Most single-chamber steam aging machines typically have a larger steam chamber, which allows for far more variation in the size of boards that can be tested, so the QC process is able to pivot whenever needed for testing different boards and components.

There needn’t be any loss of flexibility.

Some manufacturers specialize in producing smaller runs of different configurations of printed circuit boards, either as small orders for various other companies or because they’re more of a boutique shop in the products they make.

Whatever the case is, the ability to test multiple sizes of board and components in a single system makes the single-chamber system far more versatile than it would seem compared to a multi-chamber system.

Or, of course, if your output tends to be smaller volumes of boards…having a single steam-aging system may not put you at any disadvantage. Again, this depends a lot on your particular business and needs.
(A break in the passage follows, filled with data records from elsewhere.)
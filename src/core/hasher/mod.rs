//! # Hasher Module
//!
//! Computes perceptual fingerprints for images.
//!
//! ## Supported Algorithms
//! - **dHash (Difference Hash)** - Sign of horizontal gradients, plain Hamming distance
//! - **IDHash (Importance-Difference Hash)** - Gradient signs in both directions,
//!   compared only where the gradient is strong
//!
//! ## How It Works
//! 1. Resize image to a small grid (9x8 for dHash, 8x8 for IDHash by default)
//! 2. Convert to grayscale
//! 3. Compute bits from neighbouring pixel relationships
//! 4. Compare fingerprints by counting differing bits
//!
//! ## Example
//! ```rust,ignore
//! use photo_fingerprint::core::hasher::{HasherConfig, HashAlgorithmKind, PerceptualHash};
//!
//! let hasher = HasherConfig::new()
//!     .algorithm(HashAlgorithmKind::ImportanceDifference)
//!     .power(4)
//!     .build()?;
//!
//! let a = hasher.hash_file(&first)?;
//! let b = hasher.hash_file(&second)?;
//! let distance = a.distance(&b)?;
//! ```

mod algorithms;
mod traits;

pub use algorithms::{dhash, idhash, DifferenceHasher, IdHasher};
pub use traits::{HashAlgorithm, HashAlgorithmKind, ImageHashValue, PerceptualHash};

use crate::core::imaging::ResizeFilter;
use crate::error::HashError;

/// Configuration builder for hashers
#[derive(Debug, Clone)]
pub struct HasherConfig {
    /// Algorithm to use
    algorithm: HashAlgorithmKind,
    /// dHash grid side (1-64)
    hash_size: u32,
    /// IDHash grid side exponent (1-6)
    power: u32,
    /// dHash resize kernel; `None` uses the default
    filter: Option<ResizeFilter>,
}

impl HasherConfig {
    /// Create a new hasher configuration with defaults
    pub fn new() -> Self {
        Self {
            algorithm: HashAlgorithmKind::Difference,
            hash_size: dhash::DEFAULT_HASH_SIZE,
            power: idhash::DEFAULT_POWER,
            filter: None,
        }
    }

    /// Set the hash algorithm
    pub fn algorithm(mut self, algorithm: HashAlgorithmKind) -> Self {
        self.algorithm = algorithm;
        self
    }

    /// Set the dHash size.
    ///
    /// - 8: 64 bits, fast, good for most uses
    /// - 16: 256 bits, more accurate
    pub fn hash_size(mut self, size: u32) -> Self {
        self.hash_size = size;
        self
    }

    /// Set the IDHash power (grid side is `2^power`).
    ///
    /// - 3: 8x8 grid, 256-bit fingerprint
    /// - 4: 16x16 grid, 1024-bit fingerprint
    pub fn power(mut self, power: u32) -> Self {
        self.power = power;
        self
    }

    /// Set the resize kernel used by dHash
    pub fn filter(mut self, filter: ResizeFilter) -> Self {
        self.filter = Some(filter);
        self
    }

    /// Build the hasher, rejecting sizes outside the supported range
    pub fn build(self) -> Result<Box<dyn HashAlgorithm>, HashError> {
        match self.algorithm {
            HashAlgorithmKind::Difference => {
                let hash_size = dhash::check_hash_size(self.hash_size)?;
                let hasher = DifferenceHasher::new(hash_size);
                Ok(Box::new(match self.filter {
                    Some(filter) => hasher.with_filter(filter),
                    None => hasher,
                }))
            }
            HashAlgorithmKind::ImportanceDifference => {
                idhash::side_for_power(self.power)?;
                Ok(Box::new(IdHasher::new(self.power)))
            }
        }
    }
}

impl Default for HasherConfig {
    fn default() -> Self {
        Self::new()
    }
}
In addition, the system will take up less floor space and consume less distilled or ionized water over the course of operation.

So long, of course, as it doesn’t put you at a loss in terms of total output of product.

Get The Right Steam Aging Equipment For You

As with selecting any equipment, you need to get the right steam aging system to suit your particular business, whatever those needs might be. High-volume of varied board assemblies, lower volumes of varied products, or higher or lower volume of uniform products.

Every business is different, so it’s important to know what your needs are now and what they are likely to be in the near future.